The MHRA prohibits discrimination based on sexual orientation in a wide variety of settings including:

  • Employment.
  • Housing.
  • Public Accommodations.
  • Public Services.
  • Education.
  • Credit.
  • Business.

See Minn. Stat. §§ 363A.08-13 and Minn. Stat. § 363A.16-17.

In the employment context, for example, it is generally unlawful for a covered employer, because of sexual orientation, to:

  1. refuse to hire or to maintain a system of employment which unreasonably excludes a person seeking employment; or
  2. discharge an employee; or
  3. discriminate against a person with respect to hiring, tenure, compensation, terms, upgrading, conditions, facilities, or privileges of employment.

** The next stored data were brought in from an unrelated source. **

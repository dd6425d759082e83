//! Smoke-test CLI for the SCXML analysis front-end.
//! Usage:
//!    scxml_to_model [-v] [-o <dir>] <scxml-file>...

use log::error;
use std::path::Path;
use std::process;

use scxml_model::common::{get_arguments, init_logging, ArgOption};

const VERBOSE_OPTION: ArgOption = ArgOption {
    name: "v",
    required: false,
    with_value: false,
};

const OUT_DIR_OPTION: ArgOption = ArgOption {
    name: "o",
    required: false,
    with_value: true,
};

fn main() {
    let (named_opt, files) = match get_arguments(&[&VERBOSE_OPTION, &OUT_DIR_OPTION]) {
        Ok(parsed) => parsed,
        Err(message) => {
            eprintln!("{}", message);
            process::exit(1);
        }
    };

    init_logging(named_opt.contains_key("v"));

    if files.is_empty() {
        eprintln!("Missing argument. Please specify one or more scxml files.");
        process::exit(1);
    }

    let out_dir = named_opt.get("o").map(Path::new);

    let mut exit_code = 0;
    for file in &files {
        if let Err(err) = analyze_one(file, out_dir) {
            error!("{}", err);
            eprintln!("{}", err);
            exit_code = 1;
        }
    }
    process::exit(exit_code);
}

fn analyze_one(file: &str, out_dir: Option<&Path>) -> Result<(), scxml_model::AnalysisError> {
    let model = scxml_model::analyze_file_in(Path::new(file), out_dir)?;
    println!(
        "Model: {} Initial: {} States: {} Events: {} Needs JSEngine: {} Variables: {}",
        model.name,
        model.initial,
        model.states.len(),
        model.events.len(),
        model.needs_jsengine,
        model.variables.len()
    );
    Ok(())
}
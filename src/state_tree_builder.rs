//! Recursive descent over `<state>`, `<parallel>`, `<final>`, `<history>`.
//!
//! Assigns document-order indices and builds the `states`/`history_states`
//! maps. Transitions, entry/exit content and invokes are delegated to
//! `executable_content` and `invoke_resolver`; everything here is concerned
//! with tree shape and parent/child bookkeeping.

use log::warn;
use std::path::Path;

use crate::executable_content::parse_actions;
use crate::expression_classifier::build_expression;
use crate::invoke_resolver;
use crate::model::{
    Binding, DataDeclaration, DoneData, ExpressionKind, HistoryInfo, HistoryType, Model, Param,
    State, StateKind, Transition, TransitionType,
};
use crate::xml_reader::Element;

const TAG_STATE: &str = "state";
const TAG_PARALLEL: &str = "parallel";
const TAG_FINAL: &str = "final";
const TAG_HISTORY: &str = "history";
const TAG_TRANSITION: &str = "transition";
const TAG_INITIAL: &str = "initial";
const TAG_ONENTRY: &str = "onentry";
const TAG_ONEXIT: &str = "onexit";
const TAG_DATAMODEL: &str = "datamodel";
const TAG_DATA: &str = "data";
const TAG_DONEDATA: &str = "donedata";
const TAG_PARAM: &str = "param";
const TAG_CONTENT: &str = "content";

/// Monotonic document-order counter threaded through the whole build, per
/// the recommendation to maintain order as we go rather than infer it
/// afterward.
pub struct Builder<'a> {
    model: &'a mut Model,
    next_order: u32,
    source_path: &'a Path,
    out_dir: Option<&'a Path>,
}

/// Walks the root `<scxml>` element and populates `model`'s state tree.
/// `out_dir`, when set, overrides the directory inline-invoke sibling
/// files are extracted into (the CLI's `-o` flag); `None` extracts beside
/// `source_path`.
pub fn build(root: &Element, model: &mut Model, source_path: &Path, out_dir: Option<&Path>) {
    model.binding = match root.attr_or_empty("binding") {
        "late" => Binding::Late,
        _ => Binding::Early,
    };
    if let Some(dm) = root.attr("datamodel") {
        if !dm.is_empty() {
            model.datamodel_type = dm.to_string();
        }
    }
    model.initial = root.attr_or_empty("initial").to_string();
    model.variables = parse_top_level_datamodel(root);

    let mut builder = Builder {
        model,
        next_order: 0,
        source_path,
        out_dir,
    };
    builder.build_children(root, None);

    if builder.model.initial.is_empty() {
        builder.model.initial = first_child_state_id(root).unwrap_or_default();
    }
}

fn parse_top_level_datamodel(root: &Element) -> Vec<DataDeclaration> {
    match root.find_first_child(TAG_DATAMODEL) {
        Some(dm) => parse_data_declarations(dm),
        None => Vec::new(),
    }
}

fn parse_data_declarations(datamodel_el: &Element) -> Vec<DataDeclaration> {
    datamodel_el
        .find_all_children(TAG_DATA)
        .into_iter()
        .map(|d| DataDeclaration {
            id: d.attr_or_empty("id").to_string(),
            expr: d.attr_or_empty("expr").to_string(),
            src: d.attr_or_empty("src").to_string(),
            content: d.text.clone(),
        })
        .collect()
}

/// First `<state|parallel|final>` child id, used as the fallback initial
/// when the container has no `initial` attribute.
fn first_child_state_id(container: &Element) -> Option<String> {
    container
        .scxml_children()
        .find(|c| matches!(c.name.as_str(), TAG_STATE | TAG_PARALLEL | TAG_FINAL))
        .and_then(|c| c.attr("id"))
        .map(|s| s.to_string())
}

impl<'a> Builder<'a> {
    fn next_document_order(&mut self) -> u32 {
        let order = self.next_order;
        self.next_order += 1;
        order
    }

    fn build_children(&mut self, container: &Element, parent: Option<&str>) {
        for child in container.scxml_children() {
            match child.name.as_str() {
                TAG_STATE => self.build_state(child, parent),
                TAG_PARALLEL => self.build_parallel(child, parent),
                TAG_FINAL => self.build_final(child, parent),
                TAG_HISTORY => self.build_history(child, parent),
                _ => {}
            }
        }
    }

    fn build_state(&mut self, el: &Element, parent: Option<&str>) {
        let id = match el.attr("id") {
            Some(id) if !id.is_empty() => id.to_string(),
            _ => {
                warn!("skipping <state> with missing id attribute");
                return;
            }
        };

        let has_children = !el.find_all_children(TAG_STATE).is_empty()
            || !el.find_all_children(TAG_PARALLEL).is_empty()
            || !el.find_all_children(TAG_FINAL).is_empty()
            || !el.find_all_children(TAG_HISTORY).is_empty();

        let order = self.next_document_order();
        let kind = if has_children {
            StateKind::Compound
        } else {
            StateKind::Atomic
        };
        let mut state = State::new(id.clone(), kind, order);
        state.parent = parent.map(|p| p.to_string());
        state.initial = el.attr_or_empty("initial").to_string();

        self.populate_common(&mut state, el);

        if let Some(initial_el) = el.find_first_child(TAG_INITIAL) {
            if let Some(transition_el) = initial_el.find_first_child(TAG_TRANSITION) {
                let target = transition_el.attr_or_empty("target").to_string();
                if state.initial.is_empty() && !target.is_empty() {
                    state.initial = target;
                }
                state.initial_transition_actions = parse_actions(transition_el, self.model);
            }
        }

        self.model.states.insert(id.clone(), state);
        self.build_children(el, Some(&id));
    }

    fn build_parallel(&mut self, el: &Element, parent: Option<&str>) {
        let id = match el.attr("id") {
            Some(id) if !id.is_empty() => id.to_string(),
            _ => {
                warn!("skipping <parallel> with missing id attribute");
                return;
            }
        };

        self.model.has_parallel_states = true;
        let order = self.next_document_order();
        let mut state = State::new(id.clone(), StateKind::Parallel, order);
        state.parent = parent.map(|p| p.to_string());

        self.populate_common(&mut state, el);

        self.model.states.insert(id.clone(), state);
        self.build_children(el, Some(&id));
    }

    fn build_final(&mut self, el: &Element, parent: Option<&str>) {
        let id = match el.attr("id") {
            Some(id) if !id.is_empty() => id.to_string(),
            _ => {
                warn!("skipping <final> with missing id attribute");
                return;
            }
        };

        let order = self.next_document_order();
        let mut state = State::new(id.clone(), StateKind::Final, order);
        state.parent = parent.map(|p| p.to_string());

        self.populate_common(&mut state, el);
        state.donedata = el.find_first_child(TAG_DONEDATA).map(|dd| DoneData {
            params: dd
                .find_all_children(TAG_PARAM)
                .into_iter()
                .map(|p| Param {
                    name: p.attr_or_empty("name").to_string(),
                    expr: p.attr_or_empty("expr").to_string(),
                    location: p.attr_or_empty("location").to_string(),
                })
                .collect(),
            content: dd
                .find_first_child(TAG_CONTENT)
                .map(|c| c.text.clone())
                .unwrap_or_default(),
            content_expr: dd
                .find_first_child(TAG_CONTENT)
                .and_then(|c| c.attr("expr"))
                .unwrap_or("")
                .to_string(),
        });

        self.model.states.insert(id, state);
    }

    fn build_history(&mut self, el: &Element, parent: Option<&str>) {
        let id = match el.attr("id") {
            Some(id) if !id.is_empty() => id.to_string(),
            _ => {
                warn!("skipping <history> with missing id attribute");
                return;
            }
        };
        let parent_id = parent.unwrap_or_default().to_string();
        self.model.has_history_states = true;

        let default_target = el
            .find_first_child(TAG_TRANSITION)
            .map(|t| t.attr_or_empty("target").to_string())
            .unwrap_or_default();

        let history_type = if el.attr_or_empty("type") == "deep" {
            HistoryType::Deep
        } else {
            HistoryType::Shallow
        };

        self.model.history_default_targets.insert(id.clone(), default_target.clone());
        self.model.history_states.insert(
            id,
            HistoryInfo {
                parent: parent_id,
                history_type,
                default_target,
                leaf_target: String::new(),
            },
        );
    }

    fn populate_common(&mut self, state: &mut State, el: &Element) {
        state.transitions = el
            .find_all_children(TAG_TRANSITION)
            .into_iter()
            .map(|t| self.parse_transition(t))
            .collect();

        if let Some(onentry) = el.find_first_child(TAG_ONENTRY) {
            state.on_entry = parse_actions(onentry, self.model);
        }
        if let Some(onexit) = el.find_first_child(TAG_ONEXIT) {
            state.on_exit = parse_actions(onexit, self.model);
        }
        if let Some(dm) = el.find_first_child(TAG_DATAMODEL) {
            state.datamodel = parse_data_declarations(dm);
        }

        let invoke_elements = el.find_all_children("invoke");
        if !invoke_elements.is_empty() {
            self.model.has_invoke = true;
        }
        for invoke_el in invoke_elements {
            let (invoke, static_record) = invoke_resolver::resolve(
                invoke_el,
                &state.id,
                state.invokes.len(),
                self.model,
                self.source_path,
                self.out_dir,
            );
            if !invoke.is_static {
                self.model.has_dynamic_invoke = true;
                self.model.has_dynamic_expressions = true;
            }
            if let Some(record) = static_record {
                state.static_invokes.push(record.clone());
                self.model.static_invokes.push(record);
            }
            state.invokes.push(invoke);
        }
    }

    fn parse_transition(&mut self, el: &Element) -> Transition {
        let event = el.attr_or_empty("event").to_string();
        for token in event.split_whitespace() {
            self.model.add_concrete_event(token);
        }

        let transition_type = match el.attr_or_empty("type") {
            "internal" => TransitionType::Internal,
            _ => TransitionType::External,
        };

        let cond = build_expression(el.attr_or_empty("cond"));
        if cond.raw.contains("In(") {
            self.model.uses_in_predicate = true;
        }
        if matches!(cond.kind, ExpressionKind::NeedsEngine | ExpressionKind::ReferencesEventMeta) {
            self.model.needs_jsengine = true;
        }

        let actions = parse_actions(el, self.model);
        if !actions.is_empty() {
            self.model.has_transition_actions = true;
        }

        Transition {
            event,
            target: el.attr_or_empty("target").to_string(),
            cond,
            transition_type,
            actions,
            history_target: None,
        }
    }
}
//! Classifies `<invoke>` elements as static or dynamic, and for static
//! invokes with inline child SCXML, extracts the child to a sibling file
//! and recursively analyzes it to propagate its feature flags.

use std::path::{Path, PathBuf};

use log::warn;

use crate::model::{Invoke, Model, Param, StaticInvoke};
use crate::xml_reader::Element;

const TAG_PARAM: &str = "param";
const TAG_CONTENT: &str = "content";
const TAG_FINALIZE: &str = "finalize";
const TAG_SCXML: &str = "scxml";

const STATIC_TYPES: &[&str] = &["", "scxml", "http://www.w3.org/TR/scxml/"];

/// Parses one `<invoke>` element, returning the parsed record and, if the
/// invoke is static, the flattened record for `Model::static_invokes`.
/// `out_dir`, when set, overrides the directory inline child SCXML is
/// extracted into; `None` extracts beside `source_path`.
pub fn resolve(
    el: &Element,
    state_id: &str,
    invoke_index: usize,
    model: &mut Model,
    source_path: &Path,
    out_dir: Option<&Path>,
) -> (Invoke, Option<StaticInvoke>) {
    let invoke_type = el.attr_or_empty("type").to_string();
    let type_expr = el.attr_or_empty("typeexpr").to_string();
    let src = el.attr_or_empty("src").to_string();
    let src_expr = el.attr_or_empty("srcexpr").to_string();

    let content_el = el.find_first_child(TAG_CONTENT);
    let content_expr = content_el
        .and_then(|c| c.attr("expr"))
        .unwrap_or("")
        .to_string();
    let inline_scxml = content_el.and_then(|c| c.find_first_child(TAG_SCXML));

    let is_static = type_expr.is_empty()
        && STATIC_TYPES.contains(&invoke_type.as_str())
        && src_expr.is_empty()
        && content_expr.is_empty()
        && ((!src.is_empty()) ^ inline_scxml.is_some());

    let mut id = el.attr_or_empty("id").to_string();
    if id.is_empty() && is_static {
        id = format!("{}_invoke_{}", state_id, invoke_index);
    }

    let finalize = el
        .find_first_child(TAG_FINALIZE)
        .map(|f| crate::executable_content::parse_actions(f, model))
        .unwrap_or_default();

    let content_text = content_el
        .filter(|_| inline_scxml.is_none())
        .map(|c| c.text.clone())
        .unwrap_or_default();

    let invoke = Invoke {
        id: id.clone(),
        id_location: el.attr_or_empty("idlocation").to_string(),
        invoke_type: invoke_type.clone(),
        type_expr,
        src: src.clone(),
        src_expr,
        autoforward: el.attr_or_empty("autoforward") == "true",
        namelist: el.attr_or_empty("namelist").to_string(),
        params: parse_params(el),
        finalize,
        content: content_text,
        content_expr,
        is_static,
    };

    if !is_static {
        return (invoke, None);
    }

    let static_record = if !src.is_empty() {
        resolve_src_invoke(&src, source_path, out_dir)
    } else if let Some(inline) = inline_scxml {
        resolve_inline_invoke(inline, model, source_path, out_dir)
    } else {
        None
    };

    let static_record = static_record.map(|mut r| {
        r.state_id = state_id.to_string();
        r.invoke_id = id;
        r
    });

    (invoke, static_record)
}

fn parse_params(el: &Element) -> Vec<Param> {
    el.find_all_children(TAG_PARAM)
        .into_iter()
        .map(|p| Param {
            name: p.attr_or_empty("name").to_string(),
            expr: p.attr_or_empty("expr").to_string(),
            location: p.attr_or_empty("location").to_string(),
        })
        .collect()
}

fn resolve_src_invoke(src: &str, source_path: &Path, out_dir: Option<&Path>) -> Option<StaticInvoke> {
    let stripped = src.strip_prefix("file:").unwrap_or(src);
    let dir = source_path.parent().unwrap_or_else(|| Path::new("."));
    let child_path = dir.join(stripped);
    let child_name = Path::new(stripped)
        .file_stem()
        .map(|s| s.to_string_lossy().into_owned())
        .unwrap_or_else(|| stripped.to_string());

    let child_needs_jsengine = match crate::analyze_file_in(&child_path, out_dir) {
        Ok(child_model) => child_model.needs_jsengine,
        Err(err) => {
            warn!("could not read invoke source '{}': {}", child_path.display(), err);
            true
        }
    };

    Some(StaticInvoke {
        state_id: String::new(),
        invoke_id: String::new(),
        child_name,
        child_needs_jsengine,
    })
}

fn resolve_inline_invoke(
    inline: &Element,
    model: &mut Model,
    source_path: &Path,
    out_dir: Option<&Path>,
) -> Option<StaticInvoke> {
    let inline_name = inline.attr("name").filter(|n| !n.is_empty());
    let counter = model.static_invokes.len();
    let child_name = match inline_name {
        Some(n) => format!("{}_{}", model.name, n),
        None => format!("{}_child{}", model.name, counter),
    };

    let dir = out_dir.unwrap_or_else(|| source_path.parent().unwrap_or_else(|| Path::new(".")));
    let child_path = dir.join(format!("{}.scxml", child_name));

    let serialized = serialize_element(inline);
    if let Err(err) = write_atomically(&child_path, &serialized) {
        warn!("could not write extracted invoke '{}': {}", child_path.display(), err);
        return Some(StaticInvoke {
            state_id: String::new(),
            invoke_id: String::new(),
            child_name,
            child_needs_jsengine: true,
        });
    }

    let child_needs_jsengine = match crate::analyze_file_in(&child_path, out_dir) {
        Ok(child_model) => child_model.needs_jsengine,
        Err(err) => {
            warn!("could not re-analyze extracted invoke '{}': {}", child_path.display(), err);
            true
        }
    };

    Some(StaticInvoke {
        state_id: String::new(),
        invoke_id: String::new(),
        child_name,
        child_needs_jsengine,
    })
}

/// Write-then-rename so a build watching the parent directory never
/// observes a partially-written sibling file.
fn write_atomically(path: &Path, contents: &str) -> std::io::Result<()> {
    let tmp_path = tmp_path_for(path);
    std::fs::write(&tmp_path, contents)?;
    std::fs::rename(&tmp_path, path)
}

fn tmp_path_for(path: &Path) -> PathBuf {
    let mut tmp = path.as_os_str().to_owned();
    tmp.push(".tmp");
    PathBuf::from(tmp)
}

fn serialize_element(el: &Element) -> String {
    let mut out = String::new();
    serialize_into(el, &mut out);
    out
}

fn serialize_into(el: &Element, out: &mut String) {
    out.push('<');
    out.push_str(&el.name);
    if el.name == "scxml" {
        out.push_str(" xmlns=\"http://www.w3.org/2005/07/scxml\"");
    }
    let mut keys: Vec<&String> = el.attributes.keys().collect();
    keys.sort();
    for key in keys {
        out.push(' ');
        out.push_str(key);
        out.push_str("=\"");
        out.push_str(&escape_attr(&el.attributes[key]));
        out.push('"');
    }
    if el.children.is_empty() && el.text.is_empty() {
        out.push_str("/>");
        return;
    }
    out.push('>');
    out.push_str(&escape_text(&el.text));
    for child in &el.children {
        serialize_into(child, out);
    }
    out.push_str("</");
    out.push_str(&el.name);
    out.push('>');
}

fn escape_attr(s: &str) -> String {
    s.replace('&', "&amp;").replace('"', "&quot;").replace('<', "&lt;")
}

fn escape_text(s: &str) -> String {
    s.replace('&', "&amp;").replace('<', "&lt;")
}
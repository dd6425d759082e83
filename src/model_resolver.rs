//! Post-parse resolution passes: deep-initial resolution, parallel-initial
//! overrides, history target resolution, parallel region computation, and
//! transition-action detection.
//!
//! Resolution never fails: dangling targets are left as authored for a
//! downstream generator or validator to report.

const MAX_DEPTH: u32 = 20;

use crate::model::Model;

pub fn resolve(model: &mut Model) {
    resolve_deep_initial(model);
    resolve_history_targets(model);
    compute_parallel_regions(model);
    detect_transition_actions(model);
}

/// If `model.initial` names more than one state and all of them exist,
/// it is a parallel-initial list: apply the per-region override and leave
/// it as a list. If it names more than one token but not all of them
/// exist, apply overrides for whichever tokens do exist, then fall back to
/// the raw first token without further leaf resolution. Otherwise resolve
/// the single token down to a leaf, capped at `MAX_DEPTH` to tolerate
/// cycles. All three cases mirror the parser this module is modeled on.
fn resolve_deep_initial(model: &mut Model) {
    let tokens: Vec<String> = model.initial.split_whitespace().map(String::from).collect();

    if tokens.len() > 1 {
        apply_parallel_initial_overrides(model, &tokens);
        model.initial = tokens[0].clone();
        return;
    }

    let start = tokens.first().cloned().unwrap_or_default();
    model.initial = resolve_to_leaf(model, &start);
}

fn resolve_to_leaf(model: &Model, start: &str) -> String {
    let mut current = start.to_string();
    for _ in 0..MAX_DEPTH {
        match model.states.get(&current) {
            Some(state) if !state.initial.is_empty() && model.states.contains_key(&state.initial) => {
                current = state.initial.clone();
            }
            _ => break,
        }
    }
    current
}

fn apply_parallel_initial_overrides(model: &mut Model, tokens: &[String]) {
    for token in tokens {
        let parent = model.states.get(token.as_str()).and_then(|s| s.parent.clone());
        if let Some(parent_id) = parent {
            if let Some(parent_state) = model.states.get_mut(&parent_id) {
                parent_state.initial = token.to_string();
            }
        }
    }
}

fn resolve_history_targets(model: &mut Model) {
    let ids: Vec<String> = model.history_states.keys().cloned().collect();
    for id in ids {
        let default_target = model.history_states[&id].default_target.clone();
        let leaf = if default_target.is_empty() {
            String::new()
        } else {
            resolve_to_leaf(model, &default_target)
        };
        if let Some(info) = model.history_states.get_mut(&id) {
            info.leaf_target = if leaf.is_empty() { id.clone() } else { leaf };
        }
    }

    let history_ids: std::collections::HashSet<String> =
        model.history_states.keys().cloned().collect();

    for state in model.states.values_mut() {
        for transition in &mut state.transitions {
            if history_ids.contains(&transition.target) {
                transition.history_target = Some(transition.target.clone());
            }
        }
        if history_ids.contains(&state.initial) {
            if let Some(info) = model.history_states.get(&state.initial) {
                state.initial = info.leaf_target.clone();
            }
        }
    }
}

fn compute_parallel_regions(model: &mut Model) {
    model.parallel_regions.clear();
    let parallel_ids: Vec<String> = model
        .states
        .values()
        .filter(|s| matches!(s.kind, crate::model::StateKind::Parallel))
        .map(|s| s.id.clone())
        .collect();

    for parallel_id in parallel_ids {
        let mut children: Vec<&crate::model::State> = model
            .states
            .values()
            .filter(|s| s.parent.as_deref() == Some(parallel_id.as_str()))
            .collect();
        children.sort_by_key(|s| s.document_order);
        let ids = children.into_iter().map(|s| s.id.clone()).collect();
        model.parallel_regions.insert(parallel_id, ids);
    }
}

fn detect_transition_actions(model: &mut Model) {
    model.has_transition_actions = model
        .states
        .values()
        .flat_map(|s| s.transitions.iter())
        .any(|t| !t.actions.is_empty());
}

#[cfg(test)]
mod tests {
    use super::*;
    use crate::state_tree_builder::build;
    use crate::xml_reader::parse_document;
    use std::path::Path;

    fn build_and_resolve(xml: &str) -> Model {
        let root = parse_document(xml.as_bytes(), Path::new("t.scxml")).unwrap();
        let mut model = Model::new("t");
        build(&root, &mut model, Path::new("t.scxml"), None);
        resolve(&mut model);
        model
    }

    #[test]
    fn s2_deep_initial_resolves_to_leaf() {
        let model = build_and_resolve(
            r#"<scxml xmlns="http://www.w3.org/2005/07/scxml" initial="s0">
                 <state id="s0" initial="s01"><state id="s01"/></state>
               </scxml>"#,
        );
        assert_eq!(model.initial, "s01");
    }

    #[test]
    fn s3_parallel_initial_override() {
        let model = build_and_resolve(
            r#"<scxml xmlns="http://www.w3.org/2005/07/scxml" initial="s2p112 s2p122">
                 <parallel id="s2p1">
                   <state id="s2p11" initial="s2p111">
                     <state id="s2p111"/><state id="s2p112"/>
                   </state>
                   <state id="s2p12" initial="s2p121">
                     <state id="s2p121"/><state id="s2p122"/>
                   </state>
                 </parallel>
               </scxml>"#,
        );
        assert_eq!(model.states["s2p11"].initial, "s2p112");
        assert_eq!(model.states["s2p12"].initial, "s2p122");
        assert_eq!(
            model.parallel_regions["s2p1"],
            vec!["s2p11".to_string(), "s2p12".to_string()]
        );
    }

    #[test]
    fn s6_history_leaf_target_and_transition_tag() {
        let model = build_and_resolve(
            r#"<scxml xmlns="http://www.w3.org/2005/07/scxml">
                 <state id="p">
                   <history id="h"><transition target="x"/></history>
                   <state id="x" initial="x1"><state id="x1"/></state>
                   <state id="y"><transition event="go" target="h"/></state>
                 </state>
               </scxml>"#,
        );
        assert_eq!(model.history_states["h"].leaf_target, "x1");
        let transition = &model.states["y"].transitions[0];
        assert_eq!(transition.target, "h");
        assert_eq!(transition.history_target.as_deref(), Some("h"));
    }

    #[test]
    fn multi_token_initial_with_missing_state_falls_back_to_first() {
        let model = build_and_resolve(
            r#"<scxml xmlns="http://www.w3.org/2005/07/scxml" initial="a missing">
                 <state id="a"/>
               </scxml>"#,
        );
        assert_eq!(model.initial, "a");
    }

    #[test]
    fn multi_token_initial_overrides_existing_tokens_even_when_others_missing() {
        let model = build_and_resolve(
            r#"<scxml xmlns="http://www.w3.org/2005/07/scxml" initial="s2p112 missing">
                 <parallel id="s2p1">
                   <state id="s2p11" initial="s2p111">
                     <state id="s2p111"/><state id="s2p112"/>
                   </state>
                 </parallel>
               </scxml>"#,
        );
        assert_eq!(model.initial, "s2p112");
        assert_eq!(model.states["s2p11"].initial, "s2p112");
    }

    #[test]
    fn dangling_target_is_left_as_is() {
        let model = build_and_resolve(
            r#"<scxml xmlns="http://www.w3.org/2005/07/scxml">
                 <state id="a"><transition event="go" target="nowhere"/></state>
               </scxml>"#,
        );
        assert_eq!(model.states["a"].transitions[0].target, "nowhere");
    }
}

Minn. Stat. Ann. § 363A.08.

In some circumstances, certain employers are exempt from MHRA coverage. For example, the MHRA non-discrimination provision does not apply to a religious organization, with respect to qualifications based on sexual orientation, when sexual orientation is a bona fide occupational qualification for employment. See Minn. Stat. § 363A.20.

Notably, both Minneapolis and St. Paul each have city-specific non-discrimination laws that include protections against discrimination based on sexual orientation as well as gender identity.  See Minneapolis, Minn., Code of Ordinances, Title 7, Ch. 139; St. Paul, Minn., Code of Ordinances, Title XVIII, Ch. 183.

All workers, regardless of sexual orientation or gender identity, deserve to be treated fairly. Our firm prides itself on advancing these rights.